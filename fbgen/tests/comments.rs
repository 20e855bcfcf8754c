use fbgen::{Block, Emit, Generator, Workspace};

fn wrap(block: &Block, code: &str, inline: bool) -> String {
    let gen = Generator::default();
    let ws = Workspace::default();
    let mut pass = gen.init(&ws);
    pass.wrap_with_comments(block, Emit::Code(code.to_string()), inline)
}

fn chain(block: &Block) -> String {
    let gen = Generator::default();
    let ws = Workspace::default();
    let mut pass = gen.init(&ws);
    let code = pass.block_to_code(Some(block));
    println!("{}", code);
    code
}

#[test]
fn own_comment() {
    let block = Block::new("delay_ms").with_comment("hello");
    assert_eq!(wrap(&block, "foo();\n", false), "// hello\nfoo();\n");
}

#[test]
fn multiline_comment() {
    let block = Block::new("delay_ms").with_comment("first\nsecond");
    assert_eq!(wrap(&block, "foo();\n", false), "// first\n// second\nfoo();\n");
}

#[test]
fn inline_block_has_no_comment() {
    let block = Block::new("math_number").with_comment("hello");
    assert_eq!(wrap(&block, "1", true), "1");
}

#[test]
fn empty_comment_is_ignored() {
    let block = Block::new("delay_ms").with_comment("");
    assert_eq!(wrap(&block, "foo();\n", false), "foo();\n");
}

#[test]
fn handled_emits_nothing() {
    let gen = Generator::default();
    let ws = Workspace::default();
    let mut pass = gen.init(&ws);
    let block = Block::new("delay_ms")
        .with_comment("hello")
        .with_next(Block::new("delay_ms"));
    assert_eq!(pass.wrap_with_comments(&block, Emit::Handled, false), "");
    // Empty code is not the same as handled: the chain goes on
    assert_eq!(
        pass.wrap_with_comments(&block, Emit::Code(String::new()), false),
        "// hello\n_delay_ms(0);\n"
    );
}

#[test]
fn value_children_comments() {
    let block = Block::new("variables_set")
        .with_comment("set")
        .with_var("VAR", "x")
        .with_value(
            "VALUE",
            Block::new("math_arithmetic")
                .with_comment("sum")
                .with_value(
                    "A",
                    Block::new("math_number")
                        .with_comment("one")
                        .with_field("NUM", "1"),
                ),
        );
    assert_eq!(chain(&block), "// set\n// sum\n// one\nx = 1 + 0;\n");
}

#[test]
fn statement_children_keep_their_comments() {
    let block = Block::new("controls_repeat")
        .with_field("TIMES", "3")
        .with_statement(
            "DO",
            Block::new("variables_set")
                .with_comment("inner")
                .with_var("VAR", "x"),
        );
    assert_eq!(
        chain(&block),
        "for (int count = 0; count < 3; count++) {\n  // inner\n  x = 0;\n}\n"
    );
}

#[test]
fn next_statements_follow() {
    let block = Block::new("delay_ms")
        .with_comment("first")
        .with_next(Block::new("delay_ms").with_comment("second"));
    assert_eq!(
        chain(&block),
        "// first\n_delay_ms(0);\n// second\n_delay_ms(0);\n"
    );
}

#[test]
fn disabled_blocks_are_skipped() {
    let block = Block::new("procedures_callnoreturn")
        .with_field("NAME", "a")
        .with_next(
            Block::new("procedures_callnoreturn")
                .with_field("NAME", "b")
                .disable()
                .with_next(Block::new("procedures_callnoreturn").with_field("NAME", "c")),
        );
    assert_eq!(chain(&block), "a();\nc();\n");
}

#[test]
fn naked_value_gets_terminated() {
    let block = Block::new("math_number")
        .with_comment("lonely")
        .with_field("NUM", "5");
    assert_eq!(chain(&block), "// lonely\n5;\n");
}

## PROBLEM DETAILS
The answer must consist of every line from the data that holds the string "hello".

## WRITTEN ANSWER
    let block = Block::new("delay_ms").with_comment("hello");
    assert_eq!(wrap(&block, "foo();\n", false), "// hello\nfoo();\n");
    let block = Block::new("math_number").with_comment("hello");
        .with_comment("hello")
        "// hello\n_delay_ms(0);\n"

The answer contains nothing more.